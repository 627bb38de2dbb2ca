//! Per-slot backup lifecycle: snapshot before a save, rescue after a failed one

use crate::error::{Error, Result};
use crate::storage::{Address, StorageBackend};
use slotkeep_core::SlotId;
use tracing::{debug, info};

/// Owns the backup copy of each slot.
///
/// Every operation is a no-op when its source is missing and reports whether
/// anything was done.
#[derive(Clone)]
pub struct BackupManager {
    storage: StorageBackend,
}

impl BackupManager {
    pub fn new(storage: StorageBackend) -> Self {
        Self { storage }
    }

    pub fn storage(&self) -> &StorageBackend {
        &self.storage
    }

    /// Copy the current primary blob of `slot` to its backup address.
    ///
    /// Completes before returning, so a caller may overwrite the primary
    /// as soon as this resolves.
    pub async fn backup(&self, slot: SlotId) -> Result<bool> {
        if !self.storage.exists(slot).await? {
            debug!("Slot {} has no primary data, skipping backup", slot);
            return Ok(false);
        }

        let blob = self.storage.load(slot).await?;
        self.storage.save_backup(slot, blob.as_deref()).await?;
        debug!("Backed up slot {}", slot);
        Ok(true)
    }

    /// Put the backup of `slot` back as its primary blob, then drop the backup
    pub async fn restore(&self, slot: SlotId) -> Result<bool> {
        if !self.storage.backup_exists(slot).await? {
            debug!("Slot {} has no backup, nothing to restore", slot);
            return Ok(false);
        }

        let blob = self.storage.load_backup(slot).await?;
        self.storage
            .write_blob(&Address::Primary(slot), blob.as_deref())
            .await?;
        self.storage.remove_backup(slot).await?;
        info!("Restored slot {} from backup", slot);
        Ok(true)
    }

    /// Delete the backup of `slot` without touching the primary
    pub async fn clean(&self, slot: SlotId) -> Result<bool> {
        if !self.storage.backup_exists(slot).await? {
            debug!("Slot {} has no backup, nothing to clean", slot);
            return Ok(false);
        }

        self.storage.remove_backup(slot).await?;
        debug!("Cleaned backup of slot {}", slot);
        Ok(true)
    }

    /// Decoded backup blob of `slot`
    pub async fn load_backup(&self, slot: SlotId) -> Result<Option<String>> {
        if !self.storage.backup_exists(slot).await? {
            return Err(Error::backup_missing(slot));
        }
        self.storage.load_backup(slot).await
    }
}

#[cfg(test)]
mod tests {
    use super::*;
    use crate::compression::CompressionService;
    use crate::storage::{Backend, KeyValueBackend, MemoryKvStore};
    use std::sync::Arc;

    fn manager() -> BackupManager {
        let storage = StorageBackend::new(
            Backend::KeyValue(KeyValueBackend::new(Arc::new(MemoryKvStore::new()), "Save")),
            Arc::new(CompressionService::inline()),
        );
        BackupManager::new(storage)
    }

    fn slot(n: u32) -> SlotId {
        SlotId::new(n).unwrap()
    }

    #[tokio::test]
    async fn test_backup_without_primary_is_noop() {
        let backups = manager();
        assert!(!backups.backup(slot(1)).await.unwrap());
        assert!(!backups.storage().backup_exists(slot(1)).await.unwrap());
    }

    #[tokio::test]
    async fn test_backup_then_restore() {
        let backups = manager();
        let storage = backups.storage().clone();

        storage.save(slot(1), "B0").await.unwrap();
        assert!(backups.backup(slot(1)).await.unwrap());
        storage.save(slot(1), "B1").await.unwrap();

        assert!(backups.restore(slot(1)).await.unwrap());
        assert_eq!(storage.load(slot(1)).await.unwrap(), Some("B0".to_string()));
        assert!(!storage.backup_exists(slot(1)).await.unwrap());
    }

    #[tokio::test]
    async fn test_restore_and_clean_without_backup() {
        let backups = manager();
        let storage = backups.storage().clone();
        storage.save(slot(2), "keep").await.unwrap();

        assert!(!backups.restore(slot(2)).await.unwrap());
        assert!(!backups.clean(slot(2)).await.unwrap());
        assert!(!backups.clean(slot(2)).await.unwrap());
        assert_eq!(storage.load(slot(2)).await.unwrap(), Some("keep".to_string()));
    }

    #[tokio::test]
    async fn test_clean_keeps_primary() {
        let backups = manager();
        let storage = backups.storage().clone();
        storage.save(slot(3), "current").await.unwrap();
        backups.backup(slot(3)).await.unwrap();

        assert!(backups.clean(slot(3)).await.unwrap());
        assert!(!storage.backup_exists(slot(3)).await.unwrap());
        assert_eq!(
            storage.load(slot(3)).await.unwrap(),
            Some("current".to_string())
        );
    }

    #[tokio::test]
    async fn test_load_backup_requires_backup() {
        let backups = manager();
        assert!(matches!(
            backups.load_backup(slot(4)).await,
            Err(Error::BackupMissing { .. })
        ));
    }
}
───
◆ **THE PROBLEM**:
What lines in the material above include "Error"? Copy every one of them.

◆ **SOLUTION FOR THIS TASK**:
use crate::error::{Error, Result};
            return Err(Error::backup_missing(slot));
            Err(Error::BackupMissing { .. })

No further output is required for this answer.